Jason Bourne can just sit the fuck down. I’m not gonna say Atomic Blonde is a great movie. We could argue all day about that. I am gonna say it’s one of the better movies I’ve seen in a long time. Boy, oh boy… where to begin?

I’ve heard critics say there was no story. Well, if you need a story, take my library card and go check out Great Expectations. If you want an entertaining movie, look no further.

Now let’s talk about action. I thought the fight sequences in Atomic Blonde were as good (better?) as anything since the first Bourne movie. Remember the fight scene in Kill Bill: Vol.1 between Uma Thurman and Daryl Hannah (in Michael Madsen’s mobile home)? And the scene where James Gandolfini kicks the living shit out of Patricia Arquette in True Romance? Every fight scene in Atomic Blonde was at the level or a smidgen above.

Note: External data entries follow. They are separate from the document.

// SPDX-License-Identifier: (MIT OR Apache-2.0)

//! A looping state machine on the cooperative backend.
//!
//! `FoldMachine` is the lowered form of
//!
//! ```text
//! async fn total(parts: Vec<Fut<u64>>) -> u64 {
//!     let mut acc = 0;
//!     for part in parts { acc += part.await; }
//!     acc
//! }
//! ```
//!
//! Every await suspends, even on a resolved part: this backend never
//! continues inline.

use std::sync::{Arc, Mutex};

use resume_core::{Failure, FutureSystem, Outcome};
use resume_coop::{CoopSystem, RunQueue};

struct FoldMachine<S: FutureSystem> {
    system: S,
    ctx: S::ExecContext,
    result: S::Prom<u64>,
    parts: Vec<S::Fut<u64>>,
    next: usize,
    acc: u64,
    suspensions: Arc<Mutex<usize>>,
}

impl<S> FoldMachine<S>
where
    S: FutureSystem + Clone + Send + 'static,
    S::ExecContext: Clone + Send + 'static,
    S::Prom<u64>: Send + 'static,
    S::Fut<u64>: Send + 'static,
{
    fn start(
        system: S,
        parts: Vec<S::Fut<u64>>,
        ctx: &S::ExecContext,
        suspensions: Arc<Mutex<usize>>,
    ) -> S::Fut<u64> {
        let result = system.create_prom::<u64>();
        let fut = system.promise_to_future::<u64>(&result);
        FoldMachine {
            system,
            ctx: ctx.clone(),
            result,
            parts,
            next: 0,
            acc: 0,
            suspensions,
        }
        .advance();
        fut
    }

    /// Loop head: await the next part, or finish.
    fn advance(self) {
        let Some(part) = self.parts.get(self.next).cloned() else {
            let tr = self.system.try_success::<u64>(self.acc);
            self.complete(tr);
            return;
        };
        *self.suspensions.lock().unwrap() += 1;
        let system = self.system.clone();
        let ctx = self.ctx.clone();
        system
            .resume::<u64, _>(&part, move |tr| self.resumed(tr), &ctx)
            .expect("resume never needs optional capabilities");
    }

    fn resumed(mut self, tr: S::Tryy<u64>) {
        // A failed part ends the loop with the part's own outcome.
        if self.system.try_is_failure::<u64>(&tr) {
            self.complete(tr);
            return;
        }
        match self.system.try_get::<u64>(tr) {
            Ok(v) => {
                self.acc += v;
                self.next += 1;
                self.advance();
            }
            Err(failure) => {
                let tr = self.system.try_failure::<u64>(failure);
                self.complete(tr);
            }
        }
    }

    fn complete(self, tr: S::Tryy<u64>) {
        self.system
            .complete_prom::<u64>(&self.result, tr)
            .expect("completed once, by the final state");
    }
}

fn observe<A: resume_core::Value>(
    fut: &<CoopSystem as FutureSystem>::Fut<A>,
    queue: &RunQueue,
) -> Arc<Mutex<Vec<Outcome<A>>>> {
    let seen = Arc::new(Mutex::new(Vec::new()));
    let s = seen.clone();
    CoopSystem.on_complete(fut, move |tr| s.lock().unwrap().push(tr), queue);
    seen
}

#[test]
fn folds_spawned_parts() {
    let queue = RunQueue::new();
    let parts: Vec<_> = (1..=4u64)
        .map(|n| CoopSystem.future(move || n * 10, &queue))
        .collect();
    let suspensions = Arc::new(Mutex::new(0));

    let total = FoldMachine::start(CoopSystem, parts, &queue, suspensions.clone());
    let seen = observe(&total, &queue);
    assert!(seen.lock().unwrap().is_empty());

    queue.run_until_idle();
    assert_eq!(*seen.lock().unwrap(), vec![Outcome::Success(100)]);
    assert_eq!(*suspensions.lock().unwrap(), 4);
}

#[test]
fn resolved_parts_still_go_through_the_queue() {
    let queue = RunQueue::new();
    let parts: Vec<_> = (0..3u64)
        .map(|n| {
            let prom = CoopSystem.create_prom::<u64>();
            CoopSystem.complete_prom(&prom, Outcome::Success(n)).unwrap();
            CoopSystem.promise_to_future(&prom)
        })
        .collect();

    let total = FoldMachine::start(CoopSystem, parts, &queue, Arc::new(Mutex::new(0)));
    let seen = observe(&total, &queue);

    // Only the first continuation is queued; nothing ran inline.
    assert_eq!(queue.len(), 1);
    assert!(seen.lock().unwrap().is_empty());

    queue.run_until_idle();
    assert_eq!(*seen.lock().unwrap(), vec![Outcome::Success(3)]);
}

#[test]
fn empty_input_completes_immediately() {
    let queue = RunQueue::new();
    let total = FoldMachine::start(CoopSystem, Vec::new(), &queue, Arc::new(Mutex::new(0)));
    let seen = observe(&total, &queue);
    assert_eq!(queue.run_until_idle(), 1);
    assert_eq!(*seen.lock().unwrap(), vec![Outcome::Success(0)]);
}

#[test]
fn failing_part_stops_the_loop() {
    let queue = RunQueue::new();
    let zero = std::hint::black_box(0u64);
    let parts = vec![
        CoopSystem.future(|| 1u64, &queue),
        CoopSystem.future(move || 1 / zero, &queue),
        CoopSystem.future(|| 100u64, &queue),
    ];
    let suspensions = Arc::new(Mutex::new(0));

    let total = FoldMachine::start(CoopSystem, parts, &queue, suspensions.clone());
    let seen = observe(&total, &queue);
    queue.run_until_idle();

    let outcomes = seen.lock().unwrap();
    assert_eq!(outcomes.len(), 1);
    match outcomes[0].failure() {
        Some(Failure::Panicked { message }) => {
            assert!(message.contains("divide by zero"), "{message}")
        }
        other => panic!("expected a panicked failure, got {other:?}"),
    }
    // The third part was never awaited.
    assert_eq!(*suspensions.lock().unwrap(), 2);
}

#[test]
fn independent_queues_do_not_interfere() {
    let (q1, q2) = (RunQueue::new(), RunQueue::new());
    let a = FoldMachine::start(
        CoopSystem,
        vec![CoopSystem.future(|| 1u64, &q1)],
        &q1,
        Arc::new(Mutex::new(0)),
    );
    let b = FoldMachine::start(
        CoopSystem,
        vec![CoopSystem.future(|| 2u64, &q2)],
        &q2,
        Arc::new(Mutex::new(0)),
    );
    let (seen_a, seen_b) = (observe(&a, &q1), observe(&b, &q2));

    q1.run_until_idle();
    assert_eq!(*seen_a.lock().unwrap(), vec![Outcome::Success(1)]);
    assert!(seen_b.lock().unwrap().is_empty());

    q2.run_until_idle();
    assert_eq!(*seen_b.lock().unwrap(), vec![Outcome::Success(2)]);
}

You might not have noticed but after a long, protracted fight scene, male stars might have a cut lip and be breathing hard. Charlize Theron LOOKED and ACTED like she’d been in a brawl. And during the brawl? Grunting and screaming and gasping. I mean, you were _there_! Oh yeah. I’ll bet there was a half gallon of fake blood splashed on the camera lens during these scenes. And watch for the quick POV (point of view) camera shots.

What else? The sound track! Best I’ve heard in awhile. Every cut worked.

And last but not least… girl-on-girl sex. That’s become standard far in these liberated times. Every action movies needs some hot lesbians. Was Charlize Theron’s character a lesbian? Don’t know. But there was a 20 second scene that was so hot they should have handed out welder’s goggles as you entered the theater.

I was expecting a cartoon but got way more with this movie.

Tired: Ethan Hunt, James Bond, Jason Bourne
Wired: Charlize Theron in Atomic Blonde

No more car chase movies?

Everything I’ve read to date about autonomous vehicles has led me to believe this technology is inevitable. Not if, just when. But something (finally?) occurred to me a couple of days ago that has me reconsidering. This would mean the end of car chases in movies, wouldn’t it? The horror! Think of all the great car chases in the last fifty years.

“The consensus among historians and film critics is that the first modern car chase movie was 1968’s Bullitt. The revolutionary 10-minute-long chase scene in Bullitt was far longer and far faster than what had gone before, and placed cameras so that the audience felt as though they were inside the cars.” (Wikipedia)

Terminator, French Connection, The Blues Brothers, To Live and Die in L.A., The Bourne Identity, The Italian Job, Mad Max: Road Warrior (okay, we’d probably still have that), Vanishing Point, The Matrix Reloaded (will we have autonomous motorcycles?). And the list goes on and on.

You’re gonna tell me it will drone chases or something like those vertical “highways” in Minority report or The Fifth Element but, man, it won’t be the same. Is it too late to stop this train?

Arrival


“Arrival” is a science-fiction parable in a distinctly more idealistic hopeful key than most movies in this genre, one in which the best solutions don’t necessarily materialize in a gun sight. It has a little action, a bit of violence and clenched-jawed jittery men. Mostly, it has ideas and hope, as well as eerie extraterrestrials who face off with a soulful linguist-heroine, Louise Banks (Amy Adams), the story’s voice of reason and its translator. She’s thoughtful, serious, at ease with her own silence and fears. — New York Times; The Atlantic review; Time review

Good movie. Don’t think it will do well at the box office because there was no car chase and you have to entertain the idea that time is nonlinear. But my kind of alien flick.